→ **PROBLEM REQUIREMENTS**: Would you copy out the whole listing exactly as given?

--- START ---

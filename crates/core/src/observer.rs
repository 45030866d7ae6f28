/// Receives solver events and decides how the run should proceed.
///
/// Observers let callers monitor or steer a solver without changing its API,
/// for logging, plotting, or early stopping.
///
/// `observe` returns `Option<A>`: `Some(action)` requests a solver-specific
/// action and `None` lets the solver continue unchanged.
///
/// Closures implement `Observer` automatically, and `()` is a no-op observer.
pub trait Observer<E, A> {
    /// Observes a solver event and optionally returns a control action.
    fn observe(&mut self, event: &E) -> Option<A>;
}

impl<E, A, F> Observer<E, A> for F
where
    F: FnMut(&E) -> Option<A>,
{
    fn observe(&mut self, event: &E) -> Option<A> {
        self(event)
    }
}

impl<E, A> Observer<E, A> for () {
    fn observe(&mut self, _event: &E) -> Option<A> {
        None
    }
}
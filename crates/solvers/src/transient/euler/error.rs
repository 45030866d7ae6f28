use std::error::Error as StdError;

/// Errors that can occur during Euler integration.
#[derive(Debug, thiserror::Error)]
pub enum Error {
    #[error("model error at step {step}: {source}")]
    Model {
        step: usize,
        #[source]
        source: Box<dyn StdError + Send + Sync>,
    },

    #[error("problem error at step {step}: {source}")]
    Problem {
        step: usize,
        #[source]
        source: Box<dyn StdError + Send + Sync>,
    },
}

impl Error {
    pub(crate) fn model<E: StdError + Send + Sync + 'static>(step: usize, err: E) -> Self {
        Self::Model {
            step,
            source: Box::new(err),
        }
    }

    pub(crate) fn problem<E: StdError + Send + Sync + 'static>(step: usize, err: E) -> Self {
        Self::Problem {
            step,
            source: Box::new(err),
        }
    }

    /// Returns the step at which the failure occurred.
    #[must_use]
    pub fn step(&self) -> usize {
        match self {
            Self::Model { step, .. } | Self::Problem { step, .. } => *step,
        }
    }
}
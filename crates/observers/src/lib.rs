//! Observers for recording and plotting Euler runs.
//!
//! [`PlotObserver`] collects named traces of `[x, y]` points, either from
//! solver events that implement [`Plottable`] or from direct
//! [`record`](PlotObserver::record) and [`extend`](PlotObserver::extend)
//! calls.
//!
//! # Features
//!
//! - `plot`: Enables [`PlotObserver::show`], which opens a native egui
//!   window. This feature adds dependencies on `eframe` and `egui_plot`.

mod plot;

pub use plot::{PlotObserver, Plottable, ShowConfig};
use slope_core::Snapshot;

/// Indicates how the solver terminated.
#[derive(Debug, Clone, Copy, PartialEq, Eq)]
pub enum Status {
    /// Completed all requested steps.
    Complete,

    /// Stopped early due to an observer action.
    StoppedByObserver,
}

/// The result of an Euler integration.
#[derive(Debug, Clone)]
pub struct Solution<I, O> {
    /// How the solver terminated.
    pub status: Status,

    /// Snapshots in step order, starting with the initial point.
    pub history: Vec<Snapshot<I, O>>,

    /// Number of integration steps completed.
    pub steps: usize,
}

impl<I, O> Solution<I, O> {
    /// Returns the last recorded snapshot.
    ///
    /// The history always holds at least the initial snapshot, so this is
    /// `None` only for a hand-built empty solution.
    #[must_use]
    pub fn last(&self) -> Option<&Snapshot<I, O>> {
        self.history.last()
    }
}
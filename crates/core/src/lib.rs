//! Core traits and types for stepping ordinary differential equations.
//!
//! Solvers and domain crates in this workspace build on these abstractions:
//!
//! - [`Model`]: a deterministic callable from a typed input to a typed output
//! - [`Snapshot`]: a captured input/output pair from a model call
//! - [`Observer`]: receives solver events and optionally returns control actions
//! - [`OdeProblem`]: adapts a model's input and output to a steppable state
//! - [`StepIntegrable`]: a state that advances by `derivative * delta`

mod model;
mod observer;
mod problems;
mod step;

pub use observer::Observer;
pub use problems::OdeProblem;
pub use step::{DerivativeOf, StepIntegrable};
pub use {model::Model, model::Snapshot};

--- END ---

→ **RESPONSE FOR THIS EXERCISE**:
filename crates/core/src/observer.rs
repository 45030866d7ae6f28
/// Receives solver events and decides how the run should proceed.
///
/// Observers let callers monitor or steer a solver without changing its API,
/// for logging, plotting, or early stopping.
///
/// `observe` returns `Option<A>`: `Some(action)` requests a solver-specific
/// action and `None` lets the solver continue unchanged.
///
/// Closures implement `Observer` automatically, and `()` is a no-op observer.
pub trait Observer<E, A> {
    /// Observes a solver event and optionally returns a control action.
    fn observe(&mut self, event: &E) -> Option<A>;
}

impl<E, A, F> Observer<E, A> for F
where
    F: FnMut(&E) -> Option<A>,
{
    fn observe(&mut self, event: &E) -> Option<A> {
        self(event)
    }
}

impl<E, A> Observer<E, A> for () {
    fn observe(&mut self, _event: &E) -> Option<A> {
        None
    }
}
filename crates/solvers/src/transient/euler/error.rs
repository 45030866d7ae6f28
use std::error::Error as StdError;

/// Errors that can occur during Euler integration.
#[derive(Debug, thiserror::Error)]
pub enum Error {
    #[error("model error at step {step}: {source}")]
    Model {
        step: usize,
        #[source]
        source: Box<dyn StdError + Send + Sync>,
    },

    #[error("problem error at step {step}: {source}")]
    Problem {
        step: usize,
        #[source]
        source: Box<dyn StdError + Send + Sync>,
    },
}

impl Error {
    pub(crate) fn model<E: StdError + Send + Sync + 'static>(step: usize, err: E) -> Self {
        Self::Model {
            step,
            source: Box::new(err),
        }
    }

    pub(crate) fn problem<E: StdError + Send + Sync + 'static>(step: usize, err: E) -> Self {
        Self::Problem {
            step,
            source: Box::new(err),
        }
    }

    /// Returns the step at which the failure occurred.
    #[must_use]
    pub fn step(&self) -> usize {
        match self {
            Self::Model { step, .. } | Self::Problem { step, .. } => *step,
        }
    }
}
filename crates/observers/src/lib.rs
//! Observers for recording and plotting Euler runs.
//!
//! [`PlotObserver`] collects named traces of `[x, y]` points, either from
//! solver events that implement [`Plottable`] or from direct
//! [`record`](PlotObserver::record) and [`extend`](PlotObserver::extend)
//! calls.
//!
//! # Features
//!
//! - `plot`: Enables [`PlotObserver::show`], which opens a native egui
//!   window. This feature adds dependencies on `eframe` and `egui_plot`.

mod plot;

pub use plot::{PlotObserver, Plottable, ShowConfig};
use slope_core::Snapshot;

/// Indicates how the solver terminated.
#[derive(Debug, Clone, Copy, PartialEq, Eq)]
pub enum Status {
    /// Completed all requested steps.
    Complete,

    /// Stopped early due to an observer action.
    StoppedByObserver,
}

/// The result of an Euler integration.
#[derive(Debug, Clone)]
pub struct Solution<I, O> {
    /// How the solver terminated.
    pub status: Status,

    /// Snapshots in step order, starting with the initial point.
    pub history: Vec<Snapshot<I, O>>,

    /// Number of integration steps completed.
    pub steps: usize,
}

impl<I, O> Solution<I, O> {
    /// Returns the last recorded snapshot.
    ///
    /// The history always holds at least the initial snapshot, so this is
    /// `None` only for a hand-built empty solution.
    #[must_use]
    pub fn last(&self) -> Option<&Snapshot<I, O>> {
        self.history.last()
    }
}
filename crates/core/src/lib.rs
//! Core traits and types for stepping ordinary differential equations.
//!
//! Solvers and domain crates in this workspace build on these abstractions:
//!
//! - [`Model`]: a deterministic callable from a typed input to a typed output
//! - [`Snapshot`]: a captured input/output pair from a model call
//! - [`Observer`]: receives solver events and optionally returns control actions
//! - [`OdeProblem`]: adapts a model's input and output to a steppable state
//! - [`StepIntegrable`]: a state that advances by `derivative * delta`

mod model;
mod observer;
mod problems;
mod step;

pub use observer::Observer;
pub use problems::OdeProblem;
pub use step::{DerivativeOf, StepIntegrable};
pub use {model::Model, model::Snapshot};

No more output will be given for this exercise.